This section presents the proposed hybrid application mapping and reconfiguration framework HyDra, which included dynamic mapping and reconfiguration DRA and design-time mapping approaches for the NoC-based multicore platform. The design-time mapping approach iHPSA [\[21\] g](#page-16-34)enerates mappings with optimal communication costs having minimum latency and energy consumption. The design time stage produces different mappings that can have optimal communication costs. However, these mappings can have different placements of tasks on the NoC, making different shapes of mapped regions. Detailed analysis was carried out on the optimal mappings to identify the best possible shapes against the different real-world benchmark applications.

From the analysis we found out that the area with the greatest number of closely related activities is practically circular, making it the most contiguous area. Close mapping of an application's tasks will result in minimal expected costs and latency. However, external congestion in a mesh network is increased when a circular region is used for mapping an

application. Because nearby (circular) areas exchange network links, this happens in a mesh topology. As a substitute, when tasks are organized into a rectangular area of a network with limited routing, most traffic will be routed within that area, preventing external congestion. The square was found to be the best region for optimum mapping based on the evaluation. For any given application the task having the maximum communication weight with the neighboring tasks is mapped in the square. In this article, we consider the task with maximum communication weight as the top task  $\tau_p$ .

The proposed hybrid scheme identifies the top task  $\tau_p$  in all mappings generated by the design time approach. The top task has the maximum average communication weight.

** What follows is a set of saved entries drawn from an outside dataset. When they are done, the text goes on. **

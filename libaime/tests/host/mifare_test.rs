use libaime::host::Status;
use libaime::test_support::{EngineFixture, seed_exchange};

use crate::common::{fixtures, roundtrip};
use crate::common::fixtures::PN532_IN_DATA_EXCHANGE;

const KEY_SET_A: u8 = 0x50;
const KEY_SET_B: u8 = 0x54;
const AUTH_A: u8 = 0x51;
const AUTH_B: u8 = 0x55;
const READ: u8 = 0x52;
const WRITE: u8 = 0x53;

fn address(block: u8) -> Vec<u8> {
    let mut p = fixtures::sample_uid4();
    p.push(block);
    p
}

/// Bytes of the InDataExchange parameters in the last command frame
/// (after 00 00 FF len lcs D4 40).
fn last_exchange_params(fx: &EngineFixture) -> Vec<u8> {
    let writes = fx.bus.writes();
    let frame = &writes
        .iter()
        .rev()
        .find(|(_, w)| w.len() > 7 && w[5] == 0xd4)
        .expect("command frame")
        .1;
    frame[7..frame.len() - 2].to_vec()
}

#[test]
fn key_set_then_authenticate_uses_key() {
    let mut fx = EngineFixture::new();
    let resp = roundtrip(&mut fx, KEY_SET_B, &[0x57, 0x43, 0x43, 0x46, 0x76, 0x32]);
    assert_eq!(resp.status, Some(0));
    assert!(resp.payload.is_empty());
    assert_eq!(fx.bus.traffic(), 0);

    seed_exchange(&fx.bus, PN532_IN_DATA_EXCHANGE, &[0x00]);
    let resp = roundtrip(&mut fx, AUTH_B, &address(4));
    assert_eq!(resp.status, Some(Status::Ok.code()));

    let params = last_exchange_params(&fx);
    assert_eq!(
        hex::encode(&params),
        "01610457434346763204a23b7f"
    );
}

#[test]
fn key_slots_are_separate() {
    let mut fx = EngineFixture::new();
    roundtrip(&mut fx, KEY_SET_A, &[0xa0; 6]);
    roundtrip(&mut fx, KEY_SET_B, &[0xb0; 6]);

    seed_exchange(&fx.bus, PN532_IN_DATA_EXCHANGE, &[0x00]);
    roundtrip(&mut fx, AUTH_A, &address(1));
    assert_eq!(&last_exchange_params(&fx)[3..9], &[0xa0; 6]);
}

#[test]
fn read_returns_block() {
    let mut fx = EngineFixture::new();
    let mut data = vec![0x00];
    data.extend_from_slice(&[0x3c; 16]);
    seed_exchange(&fx.bus, PN532_IN_DATA_EXCHANGE, &data);

    let resp = roundtrip(&mut fx, READ, &address(2));
    assert_eq!(resp.status, Some(0));
    assert_eq!(resp.payload, vec![0x3c; 16]);
    assert_eq!(last_exchange_params(&fx), vec![0x01, 0x30, 0x02]);
}

#[test]
fn auth_failure_does_not_short_circuit_read() {
    let mut fx = EngineFixture::new();
    seed_exchange(&fx.bus, PN532_IN_DATA_EXCHANGE, &[0x14]);
    let resp = roundtrip(&mut fx, AUTH_A, &address(1));
    assert_eq!(resp.status, Some(Status::AccessError.code()));

    let mut data = vec![0x00];
    data.extend_from_slice(&[0x01; 16]);
    seed_exchange(&fx.bus, PN532_IN_DATA_EXCHANGE, &data);
    let resp = roundtrip(&mut fx, READ, &address(1));
    assert_eq!(resp.status, Some(0));
    assert_eq!(resp.payload.len(), 16);
}

#[test]
fn flagged_status_is_access_error() {
    let mut fx = EngineFixture::new();
    seed_exchange(&fx.bus, PN532_IN_DATA_EXCHANGE, &[0x40]);
    let resp = roundtrip(&mut fx, AUTH_A, &address(1));
    assert_eq!(resp.status, Some(Status::AccessError.code()));

    let mut data = vec![0x80];
    data.extend_from_slice(&[0x01; 16]);
    seed_exchange(&fx.bus, PN532_IN_DATA_EXCHANGE, &data);
    let resp = roundtrip(&mut fx, READ, &address(1));
    assert_eq!(resp.status, Some(Status::AccessError.code()));
    assert!(resp.payload.is_empty());
}

#[test]
fn short_read_is_access_error_not_zeros() {
    let mut fx = EngineFixture::new();
    seed_exchange(&fx.bus, PN532_IN_DATA_EXCHANGE, &[0x00, 0x01, 0x02]);
    let resp = roundtrip(&mut fx, READ, &address(3));
    assert_eq!(resp.status, Some(Status::AccessError.code()));
    assert!(resp.payload.is_empty());
}

#[test]
fn write_forwards_block_data() {
    let mut fx = EngineFixture::new();
    seed_exchange(&fx.bus, PN532_IN_DATA_EXCHANGE, &[0x00]);
    let mut payload = address(6);
    payload.extend_from_slice(&[0x99; 16]);
    let resp = roundtrip(&mut fx, WRITE, &payload);
    assert_eq!(resp.status, Some(0));
    let params = last_exchange_params(&fx);
    assert_eq!(&params[..3], &[0x01, 0xa0, 0x06]);
    assert_eq!(&params[3..], &[0x99; 16]);
}

#[test]
fn select_and_halt_need_no_chip() {
    let mut fx = EngineFixture::new();
    assert_eq!(roundtrip(&mut fx, 0x43, &[]).status, Some(0));
    assert_eq!(roundtrip(&mut fx, 0x44, &[]).status, Some(0));
    assert_eq!(fx.bus.traffic(), 0);
}

#[test]
fn tag_follows_detected_card() {
    let mut fx = EngineFixture::new();
    let mut target = vec![0x01, 0x02, 0x00, 0x04, 0x08, 0x04];
    target.extend_from_slice(&fixtures::sample_uid4());
    seed_exchange(&fx.bus, fixtures::PN532_IN_LIST, &target);
    roundtrip(&mut fx, 0x42, &[]);

    let mut data = vec![0x00];
    data.extend_from_slice(&[0; 16]);
    seed_exchange(&fx.bus, PN532_IN_DATA_EXCHANGE, &data);
    roundtrip(&mut fx, READ, &address(0));
    assert_eq!(last_exchange_params(&fx)[0], 0x02);
}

Instead of saving the complete mappings against different applications, only the information related to the top task  $\tau_p$ such as the total number of tasks in the application  $\kappa_n$ , top task location  $\tau_{loc}$ , the number of neighboring tasks in the square τ*nbr*, and their location on the NoC is stored and further used during the runtime phase.

At the runtime mapping stage upon arrival of the application, the mapping information such as the top task  $\tau_p$  and its mapping location on NoC is retrieved by identifying the application size. The top task  $\tau_p$  is mapped on the location identified during the design time followed by the neighboring tasks on the adjacent PEs forming the square area around the first task. The tasks with the lowest weights are mapped at a minimum distance from the main region.

runtime contention status is monitored during the complete execution of the application and if the current mapping is causing congestion at any location, reconfiguration is done to find the more suitable mapping and to avoid congestion. The proposed hybrid approach is described in detail in the sections to follow. Figure[.2](#page-6-0) shows the hybrid mapping framework for design time and runtime application mapping and reconfiguration.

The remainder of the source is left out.